You may have seen her in The Long Kiss Goodnight, Point of No Return, Red Sparrow, or Salt. Heck, you've seen it many times within Luc Besson's own filmography such as La Femme Nikita, Lucy, The Fifth Element or Leon, the Professional.

The point is that Luc Besson has sort of cornered the market on badass hitwomen for hire and just like we never get old of seeing copious amounts of blood in a Quentin Tarantino film, we will get tired of strong, kickass women in a Luc Besson movie.

This time around, a woman's striking beauty belies her ruthless nature as one of the world's more feared government assassins. Trained by the KGB and turned as a double agent by the CIA, Anna comes to realize that with her level of skills, the only way to exit the business is through death.



Besson's seminal breakthrough hit Leon, the Professional introduced a young girl, played expertly by Natalie Portman, to the world of contract killing when her family is slaughtered by hitmen. Taken under the wing of a hitman, the pair teach each other more than simple lessons on how to survive.

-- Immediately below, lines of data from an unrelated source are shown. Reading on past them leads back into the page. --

//! Recency check over the last published snapshot.
//!
//! Runs on an external schedule, independent of the reporter: fetch the
//! document, look at its timestamp, classify. Anything that prevents
//! reading a timestamp is an `Error` classification rather than a crash,
//! which alerts just like an offline node would.

use std::time::Duration;

use base64::Engine as _;
use base64::engine::general_purpose::STANDARD as BASE64;
use chrono::{DateTime, NaiveDateTime, Utc};
use tracing::{debug, instrument, warn};

use crate::config::StoreConfig;
use crate::{StatusRecord, TIMESTAMP_FORMAT};

#[derive(Debug, Clone, PartialEq, Eq)]
pub enum Classification {
    Online { minutes: i64 },
    Offline { minutes: i64 },
    Error { reason: String },
}

/// Outcome of one check: the classification plus the record it was based
/// on, when one could be read at all.
#[derive(Debug, Clone)]
pub struct Verdict {
    pub classification: Classification,
    pub record: Option<StatusRecord>,
}

impl Verdict {
    /// An alert goes out when the node is offline, the snapshot could not
    /// be read, or the node itself is reporting errors.
    pub fn should_alert(&self) -> bool {
        match &self.classification {
            Classification::Offline { .. } | Classification::Error { .. } => true,
            Classification::Online { .. } => self
                .record
                .as_ref()
                .is_some_and(|record| record.error_log.has_error),
        }
    }
}

/// Classify a snapshot timestamp against the offline threshold. The
/// timestamp uses the snapshot surface format, UTC implied.
pub fn classify(timestamp: &str, now: DateTime<Utc>, offline_after_minutes: i64) -> Classification {
    let Ok(parsed) = NaiveDateTime::parse_from_str(timestamp, TIMESTAMP_FORMAT) else {
        return Classification::Error {
            reason: format!("unparseable snapshot timestamp: {timestamp}"),
        };
    };

    let minutes = (now - parsed.and_utc()).num_minutes();
    if minutes >= offline_after_minutes {
        Classification::Offline { minutes }
    } else {
        Classification::Online { minutes }
    }
}

pub struct Checker {
    client: reqwest::Client,
    document_url: String,
    token: String,
    offline_after_minutes: i64,
}

impl Checker {
    pub fn new(
        store: &StoreConfig,
        token: String,
        offline_after_minutes: i64,
    ) -> anyhow::Result<Self> {
        let client = reqwest::Client::builder()
            .timeout(Duration::from_secs(store.timeout))
            .user_agent(concat!("pulsewatch/", env!("CARGO_PKG_VERSION")))
            .build()
            .map_err(|e| anyhow::anyhow!("failed to build HTTP client: {e}"))?;

        Ok(Self {
            client,
            document_url: format!(
                "{}/repos/{}/contents/{}",
                store.api_base.trim_end_matches('/'),
                store.repository,
                store.document_path
            ),
            token,
            offline_after_minutes,
        })
    }

    /// Fetch the published snapshot. The document API wraps the content in
    /// base64, with line breaks allowed inside the encoding.
    async fn fetch_record(&self) -> anyhow::Result<StatusRecord> {
        let response = self
            .client
            .get(&self.document_url)
            .bearer_auth(&self.token)
            .send()
            .await?;

        let status = response.status();
        if !status.is_success() {
            anyhow::bail!("document fetch failed with status {status}");
        }

        let body: serde_json::Value = response.json().await?;
        let content = body
            .get("content")
            .and_then(|content| content.as_str())
            .ok_or_else(|| anyhow::anyhow!("document has no content field"))?;

        let stripped: String = content.chars().filter(|c| !c.is_whitespace()).collect();
        let raw = BASE64.decode(stripped)?;
        Ok(serde_json::from_slice(&raw)?)
    }

    #[instrument(skip(self))]
    pub async fn check(&self, now: DateTime<Utc>) -> Verdict {
        let record = match self.fetch_record().await {
            Ok(record) => record,
            Err(e) => {
                warn!("could not read last snapshot: {e}");
                return Verdict {
                    classification: Classification::Error {
                        reason: e.to_string(),
                    },
                    record: None,
                };
            }
        };

        let classification = classify(&record.timestamp, now, self.offline_after_minutes);
        debug!("{} -> {classification:?}", record.hostname);

        Verdict {
            classification,
            record: Some(record),
        }
    }
}

#[cfg(test)]
mod tests {
    use super::*;

    fn at(s: &str) -> DateTime<Utc> {
        s.parse().unwrap()
    }

    #[test]
    fn test_recent_snapshot_is_online() {
        let c = classify("2024-06-01 11:30:00", at("2024-06-01T12:00:00Z"), 180);
        assert_eq!(c, Classification::Online { minutes: 30 });
    }

    #[test]
    fn test_stale_snapshot_is_offline() {
        let c = classify("2024-06-01 06:00:00", at("2024-06-01T12:00:00Z"), 180);
        assert_eq!(c, Classification::Offline { minutes: 360 });
    }

    #[test]
    fn test_threshold_boundary_counts_as_offline() {
        let c = classify("2024-06-01 09:00:00", at("2024-06-01T12:00:00Z"), 180);
        assert_eq!(c, Classification::Offline { minutes: 180 });
    }

    #[test]
    fn test_garbage_timestamp_is_error() {
        let c = classify("yesterday-ish", at("2024-06-01T12:00:00Z"), 180);
        assert!(matches!(c, Classification::Error { .. }));
    }
}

Since then, it has almost seemed like Besson has been writing a would-be sequel with a grown-up Mathilda ever since. The young girl that was traumatized by the events of Leon could have grown up to be any number of the strong female protagonists in Besson's catalog, but I think Anna might finally realize what an adult Mathilda would be like as an assassin for hire.

Thanks to the popularity of the ultra-violent John Wick series, there doesn't seem to be any act of brutality that is taboo. Anna proves that to be true as well with several scenes of ultra-violence of her own and bloody death sequences that rival the aforementioned series of films for their originality and creepiness.

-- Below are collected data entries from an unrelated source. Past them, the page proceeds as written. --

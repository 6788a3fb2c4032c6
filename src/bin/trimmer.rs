use chrono::Utc;
use clap::Parser;
use pulsewatch::{config::read_config_file, retention};
use tracing::{error, level_filters::LevelFilter, trace};
use tracing_subscriber::{filter, layer::SubscriberExt, util::SubscriberInitExt};

#[derive(Debug, Clone, Parser)]
struct Args {
    /// Config file
    #[arg(short)]
    file: String,
}

fn init() {
    dotenv::dotenv().ok();

    let filter = filter::Targets::new().with_targets(vec![
        ("pulsewatch", LevelFilter::TRACE),
        ("trimmer", LevelFilter::TRACE),
    ]);
    tracing_subscriber::registry()
        .with(
            tracing_subscriber::fmt::layer()
                .with_writer(std::io::stderr)
                .compact()
                .with_ansi(false),
        )
        .with(filter)
        .init();
}

fn main() -> anyhow::Result<()> {
    init();
    let args = Args::parse();
    trace!("started with args: {args:?}");

    let config = read_config_file(&args.file)?;

    let maintenance = &config.maintenance;
    if let Err(e) = retention::run(&maintenance.log_file, maintenance.retention_days, Utc::now()) {
        // log-only: trimming must never fail the cron schedule
        error!("log maintenance failed: {e}");
    }

    Ok(())
}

While it's easy to make a direct comparison to all of those lesser films mentioned above, the strong cast is what surely makes Anna stand out from the competition. The film is a strong debut for the young leading lady Sasha Luss, but she's given plenty of guidance by a formidable cast that includes Cillian Murphy, Luke Evans and Helen Mirren. In particular, the latter actress shows the most scenes with Luss and their chemistry is one of the highlights of this twisty narrative.

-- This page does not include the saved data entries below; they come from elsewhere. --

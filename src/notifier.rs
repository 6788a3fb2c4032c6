//! Alert mail delivery via a generic message-send API.
//!
//! Fire-and-forget: one POST with the email envelope, outcome logged,
//! never retried.

use chrono::Utc;
use reqwest::Client;
use serde::Serialize;
use tracing::{error, info, instrument};

use crate::checker::{Classification, Verdict};
use crate::config::EmailConfig;

#[derive(Debug, Clone, Serialize)]
pub struct EmailMessage {
    pub to: String,
    pub from: String,
    pub subject: String,
    #[serde(rename = "html-body")]
    pub html_body: String,
}

pub struct EmailBuilder {
    subject: String,
    lines: Vec<String>,
}

impl EmailBuilder {
    pub fn new(subject: impl ToString) -> Self {
        Self {
            subject: subject.to_string(),
            lines: Vec::new(),
        }
    }

    pub fn line(mut self, line: impl ToString) -> Self {
        self.lines.push(line.to_string());
        self
    }

    pub fn build(self, config: &EmailConfig) -> EmailMessage {
        let mut body = String::new();
        for line in &self.lines {
            body.push_str("<p>");
            body.push_str(line);
            body.push_str("</p>");
        }

        EmailMessage {
            to: config.to.clone(),
            from: config.from.clone(),
            subject: self.subject,
            html_body: body,
        }
    }
}

/// Compose the alert mail for a verdict. `None` when the verdict does not
/// warrant an alert.
pub fn build_alert(verdict: &Verdict, config: &EmailConfig) -> Option<EmailMessage> {
    if !verdict.should_alert() {
        return None;
    }

    let hostname = verdict
        .record
        .as_ref()
        .map(|record| record.hostname.clone())
        .unwrap_or_else(|| String::from("unknown host"));

    let builder = match &verdict.classification {
        Classification::Offline { minutes } => {
            EmailBuilder::new(format!("🔴 {hostname} appears to be offline"))
                .line(format!(
                    "No status update from <b>{hostname}</b> for {minutes} minutes."
                ))
                .line(format!("Checked at {} UTC", Utc::now().format(crate::TIMESTAMP_FORMAT)))
        }
        Classification::Error { reason } => {
            EmailBuilder::new("🔴 Status snapshot could not be read")
                .line(format!("The last published snapshot is unreadable: {reason}"))
                .line(format!("Checked at {} UTC", Utc::now().format(crate::TIMESTAMP_FORMAT)))
        }
        Classification::Online { .. } => {
            // online but the node itself reports errors
            let mut builder = EmailBuilder::new(format!("⚠️ {hostname} is reporting errors"));
            if let Some(record) = &verdict.record {
                builder = builder.line(record.error_log.message.clone());
                if let Some(excerpt) = &record.error_log.log_content {
                    builder = builder.line(format!("<pre>{excerpt}</pre>"));
                }
            }
            builder
        }
    };

    Some(builder.build(config))
}

#[derive(Debug, Clone)]
pub struct Notifier {
    client: Client,
    config: EmailConfig,
}

impl Notifier {
    pub fn new(config: EmailConfig) -> Self {
        Self {
            client: Client::new(),
            config,
        }
    }

    pub fn config(&self) -> &EmailConfig {
        &self.config
    }

    #[instrument(skip_all, fields(subject = %message.subject))]
    pub async fn send(&self, message: &EmailMessage) {
        match self
            .client
            .post(&self.config.endpoint)
            .json(message)
            .send()
            .await
        {
            Ok(response) => {
                if response.status().is_success() {
                    info!("Successfully sent alert mail");
                } else {
                    error!("Alert mail failed with status: {}", response.status());
                }
            }
            Err(e) => {
                error!("Failed to send alert mail: {e}");
            }
        }
    }
}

Much like any good spy thriller these days, there are twists layered upon twists all twisted up in a knot. I certainly won't spoil it for you, but suffice to say, I found myself surprised by several of the plot reversals. Then again, Luc Besson doesn't reinvent the wheel and he doesn't have to since he practically wrote the book on female assassins.

Anna is one of those films that critics can't wait to pan while normal audiences find it gratifying. This sort of disconnect will always be with us, but rest assured that if you are fan of the John Wick series or female assassin movies, then you will more than get your money's worth with Anna.

Anna is now available on 4K UHD, Blu-ray and DVD.